• [Try it] Nothing in the records may change when you print them out again.

• [Recorded data]
[Start of section]
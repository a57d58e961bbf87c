//! REST API endpoints for the diagnosis pipeline and master data

use actix_web::{get, post, web, HttpResponse, Responder};
use chrono::Utc;
use serde::{Deserialize, Serialize};
use std::collections::BTreeMap;
use utoipa::ToSchema;

use crate::api::error::ApiError;
use crate::db::repository::DiagnosisRepository;
use crate::model::{FinalReport, OilParameter, RequestMeta};
use crate::service::{DiagnosisInput, DiagnosisService};

/// Request body for a diagnosis run
///
/// `document_text` is the concatenated text of all pages of the uploaded
/// lab report; the remaining fields are the manual oil-quality readings
/// and identifying form values, raw as entered.
#[derive(Debug, Deserialize, ToSchema)]
pub struct DiagnoseRequest {
    pub document_text: String,
    #[serde(default)]
    pub appearance: String,
    #[serde(default)]
    pub water_content: String,
    #[serde(default)]
    pub resistivity: String,
    #[serde(default)]
    pub tan_delta: String,
    #[serde(default)]
    pub bdv: String,
    #[serde(default)]
    pub transformer_id: String,
    #[serde(default)]
    pub capacity: String,
    #[serde(default)]
    pub substation_short_id: String,
    #[serde(default)]
    pub substation_name: String,
    #[serde(default)]
    pub transformer_name: String,
}

impl DiagnoseRequest {
    /// Map the form fields onto the canonical parameter labels, in the
    /// fixed order they appear in the report and retrieval query.
    fn parameters(&self) -> Vec<OilParameter> {
        vec![
            OilParameter::new("Appearance & Colour", &self.appearance),
            OilParameter::new("Water content", &self.water_content),
            OilParameter::new("Resistivity @ 90°C", &self.resistivity),
            OilParameter::new("Tan Delta @90 °C", &self.tan_delta),
            OilParameter::new("B.D.V @ 61.8Hz with stirrer", &self.bdv),
            OilParameter::new("TRANSFORMER_ID", &self.transformer_id),
            OilParameter::new("Capacity", &self.capacity),
        ]
    }
}

/// Response carrying the assembled report and its rendered text form
#[derive(Debug, Serialize, ToSchema)]
pub struct DiagnoseResponse {
    pub report: FinalReport,
    pub report_text: String,
}

/// Run the diagnosis pipeline for one uploaded lab report
#[utoipa::path(
    post,
    path = "/v1/diagnosis",
    request_body = DiagnoseRequest,
    responses(
        (status = 200, description = "Diagnosis completed", body = DiagnoseResponse),
        (status = 400, description = "A classifiable parameter value is not numeric"),
        (status = 422, description = "No gas data found or no similar records found"),
        (status = 502, description = "Vector index unavailable")
    ),
    tag = "diagnosis"
)]
#[post("/v1/diagnosis")]
pub async fn diagnose(
    service: web::Data<DiagnosisService>,
    repository: web::Data<DiagnosisRepository>,
    request: web::Json<DiagnoseRequest>,
) -> Result<HttpResponse, ApiError> {
    let request = request.into_inner();
    let parameters = request.parameters();

    let input = DiagnosisInput {
        document_text: request.document_text,
        parameters: parameters.clone(),
        meta: RequestMeta {
            substation_short_id: request.substation_short_id,
            substation_name: request.substation_name,
            transformer_id: request.transformer_id,
            transformer_name: request.transformer_name,
            capacity: request.capacity,
            testing_date: Utc::now(),
        },
    };

    let report = service.diagnose(input).await?;

    // Persistence failure must not withhold the finished report
    if let Err(e) = repository.insert_result(&report, &parameters).await {
        tracing::error!(error = %e, "Failed to persist diagnosis result");
    }

    let report_text = report.render();

    Ok(HttpResponse::Ok().json(DiagnoseResponse {
        report,
        report_text,
    }))
}

/// Transformer entry in the masters response
#[derive(Debug, Serialize, ToSchema)]
pub struct TransformerInfo {
    pub transformer_name: String,
    pub transformer_capacity: Option<f64>,
}

/// Substation and transformer master data for form population
#[derive(Debug, Serialize, ToSchema)]
pub struct MastersResponse {
    /// Substation short id to substation name
    pub substations: BTreeMap<String, String>,
    /// Substation short id to its transformers, keyed by transformer id
    pub transformers: BTreeMap<String, BTreeMap<String, TransformerInfo>>,
}

/// List substation and transformer master data
#[utoipa::path(
    get,
    path = "/v1/masters",
    responses(
        (status = 200, description = "Master data retrieved", body = MastersResponse),
        (status = 500, description = "Internal server error")
    ),
    tag = "masters"
)]
#[get("/v1/masters")]
pub async fn list_masters(
    repository: web::Data<DiagnosisRepository>,
) -> Result<impl Responder, ApiError> {
    let substations: BTreeMap<String, String> = repository
        .list_substations()
        .await?
        .into_iter()
        .map(|row| (row.substation_short_id, row.substation_name))
        .collect();

    let mut transformers: BTreeMap<String, BTreeMap<String, TransformerInfo>> = BTreeMap::new();
    for row in repository.list_transformers().await? {
        transformers
            .entry(row.substation_short_id)
            .or_default()
            .insert(
                row.transformer_id,
                TransformerInfo {
                    transformer_name: row.transformer_name,
                    transformer_capacity: row.transformer_capacity,
                },
            );
    }

    Ok(HttpResponse::Ok().json(MastersResponse {
        substations,
        transformers,
    }))
}

/// Configure diagnosis routes
pub fn configure(cfg: &mut web::ServiceConfig) {
    cfg.service(diagnose).service(list_masters);
}

#[cfg(test)]
mod tests {
    use super::*;

    #[test]
    fn parameters_keep_canonical_labels_and_order() {
        let request = DiagnoseRequest {
            document_text: String::new(),
            appearance: "Pale Yellow".to_string(),
            water_content: "18".to_string(),
            resistivity: String::new(),
            tan_delta: String::new(),
            bdv: "65".to_string(),
            transformer_id: "TR7".to_string(),
            capacity: "200".to_string(),
            substation_short_id: String::new(),
            substation_name: String::new(),
            transformer_name: String::new(),
        };

        let parameters = request.parameters();
        assert_eq!(parameters.len(), 7);
        assert_eq!(parameters[0].key, "Appearance & Colour");
        assert_eq!(parameters[4].key, "B.D.V @ 61.8Hz with stirrer");
        assert_eq!(parameters[4].value, "65");
        assert_eq!(parameters[6].key, "Capacity");
        assert_eq!(parameters[6].value, "200");
    }
}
[End of section]
• [Answer area]
repository a57d58e961bbf87c
//! REST API endpoints for the diagnosis pipeline and master data

use actix_web::{get, post, web, HttpResponse, Responder};
use chrono::Utc;
use serde::{Deserialize, Serialize};
use std::collections::BTreeMap;
use utoipa::ToSchema;

use crate::api::error::ApiError;
use crate::db::repository::DiagnosisRepository;
use crate::model::{FinalReport, OilParameter, RequestMeta};
use crate::service::{DiagnosisInput, DiagnosisService};

/// Request body for a diagnosis run
///
/// `document_text` is the concatenated text of all pages of the uploaded
/// lab report; the remaining fields are the manual oil-quality readings
/// and identifying form values, raw as entered.
#[derive(Debug, Deserialize, ToSchema)]
pub struct DiagnoseRequest {
    pub document_text: String,
    #[serde(default)]
    pub appearance: String,
    #[serde(default)]
    pub water_content: String,
    #[serde(default)]
    pub resistivity: String,
    #[serde(default)]
    pub tan_delta: String,
    #[serde(default)]
    pub bdv: String,
    #[serde(default)]
    pub transformer_id: String,
    #[serde(default)]
    pub capacity: String,
    #[serde(default)]
    pub substation_short_id: String,
    #[serde(default)]
    pub substation_name: String,
    #[serde(default)]
    pub transformer_name: String,
}

impl DiagnoseRequest {
    /// Map the form fields onto the canonical parameter labels, in the
    /// fixed order they appear in the report and retrieval query.
    fn parameters(&self) -> Vec<OilParameter> {
        vec![
            OilParameter::new("Appearance & Colour", &self.appearance),
            OilParameter::new("Water content", &self.water_content),
            OilParameter::new("Resistivity @ 90°C", &self.resistivity),
            OilParameter::new("Tan Delta @90 °C", &self.tan_delta),
            OilParameter::new("B.D.V @ 61.8Hz with stirrer", &self.bdv),
            OilParameter::new("TRANSFORMER_ID", &self.transformer_id),
            OilParameter::new("Capacity", &self.capacity),
        ]
    }
}

/// Response carrying the assembled report and its rendered text form
#[derive(Debug, Serialize, ToSchema)]
pub struct DiagnoseResponse {
    pub report: FinalReport,
    pub report_text: String,
}

/// Run the diagnosis pipeline for one uploaded lab report
#[utoipa::path(
    post,
    path = "/v1/diagnosis",
    request_body = DiagnoseRequest,
    responses(
        (status = 200, description = "Diagnosis completed", body = DiagnoseResponse),
        (status = 400, description = "A classifiable parameter value is not numeric"),
        (status = 422, description = "No gas data found or no similar records found"),
        (status = 502, description = "Vector index unavailable")
    ),
    tag = "diagnosis"
)]
#[post("/v1/diagnosis")]
pub async fn diagnose(
    service: web::Data<DiagnosisService>,
    repository: web::Data<DiagnosisRepository>,
    request: web::Json<DiagnoseRequest>,
) -> Result<HttpResponse, ApiError> {
    let request = request.into_inner();
    let parameters = request.parameters();

    let input = DiagnosisInput {
        document_text: request.document_text,
        parameters: parameters.clone(),
        meta: RequestMeta {
            substation_short_id: request.substation_short_id,
            substation_name: request.substation_name,
            transformer_id: request.transformer_id,
            transformer_name: request.transformer_name,
            capacity: request.capacity,
            testing_date: Utc::now(),
        },
    };

    let report = service.diagnose(input).await?;

    // Persistence failure must not withhold the finished report
    if let Err(e) = repository.insert_result(&report, &parameters).await {
        tracing::error!(error = %e, "Failed to persist diagnosis result");
    }

    let report_text = report.render();

    Ok(HttpResponse::Ok().json(DiagnoseResponse {
        report,
        report_text,
    }))
}

/// Transformer entry in the masters response
#[derive(Debug, Serialize, ToSchema)]
pub struct TransformerInfo {
    pub transformer_name: String,
    pub transformer_capacity: Option<f64>,
}

/// Substation and transformer master data for form population
#[derive(Debug, Serialize, ToSchema)]
pub struct MastersResponse {
    /// Substation short id to substation name
    pub substations: BTreeMap<String, String>,
    /// Substation short id to its transformers, keyed by transformer id
    pub transformers: BTreeMap<String, BTreeMap<String, TransformerInfo>>,
}

/// List substation and transformer master data
#[utoipa::path(
    get,
    path = "/v1/masters",
    responses(
        (status = 200, description = "Master data retrieved", body = MastersResponse),
        (status = 500, description = "Internal server error")
    ),
    tag = "masters"
)]
#[get("/v1/masters")]
pub async fn list_masters(
    repository: web::Data<DiagnosisRepository>,
) -> Result<impl Responder, ApiError> {
    let substations: BTreeMap<String, String> = repository
        .list_substations()
        .await?
        .into_iter()
        .map(|row| (row.substation_short_id, row.substation_name))
        .collect();

    let mut transformers: BTreeMap<String, BTreeMap<String, TransformerInfo>> = BTreeMap::new();
    for row in repository.list_transformers().await? {
        transformers
            .entry(row.substation_short_id)
            .or_default()
            .insert(
                row.transformer_id,
                TransformerInfo {
                    transformer_name: row.transformer_name,
                    transformer_capacity: row.transformer_capacity,
                },
            );
    }

    Ok(HttpResponse::Ok().json(MastersResponse {
        substations,
        transformers,
    }))
}

/// Configure diagnosis routes
pub fn configure(cfg: &mut web::ServiceConfig) {
    cfg.service(diagnose).service(list_masters);
}

#[cfg(test)]
mod tests {
    use super::*;

    #[test]
    fn parameters_keep_canonical_labels_and_order() {
        let request = DiagnoseRequest {
            document_text: String::new(),
            appearance: "Pale Yellow".to_string(),
            water_content: "18".to_string(),
            resistivity: String::new(),
            tan_delta: String::new(),
            bdv: "65".to_string(),
            transformer_id: "TR7".to_string(),
            capacity: "200".to_string(),
            substation_short_id: String::new(),
            substation_name: String::new(),
            transformer_name: String::new(),
        };

        let parameters = request.parameters();
        assert_eq!(parameters.len(), 7);
        assert_eq!(parameters[0].key, "Appearance & Colour");
        assert_eq!(parameters[4].key, "B.D.V @ 61.8Hz with stirrer");
        assert_eq!(parameters[4].value, "65");
        assert_eq!(parameters[6].key, "Capacity");
        assert_eq!(parameters[6].value, "200");
    }
}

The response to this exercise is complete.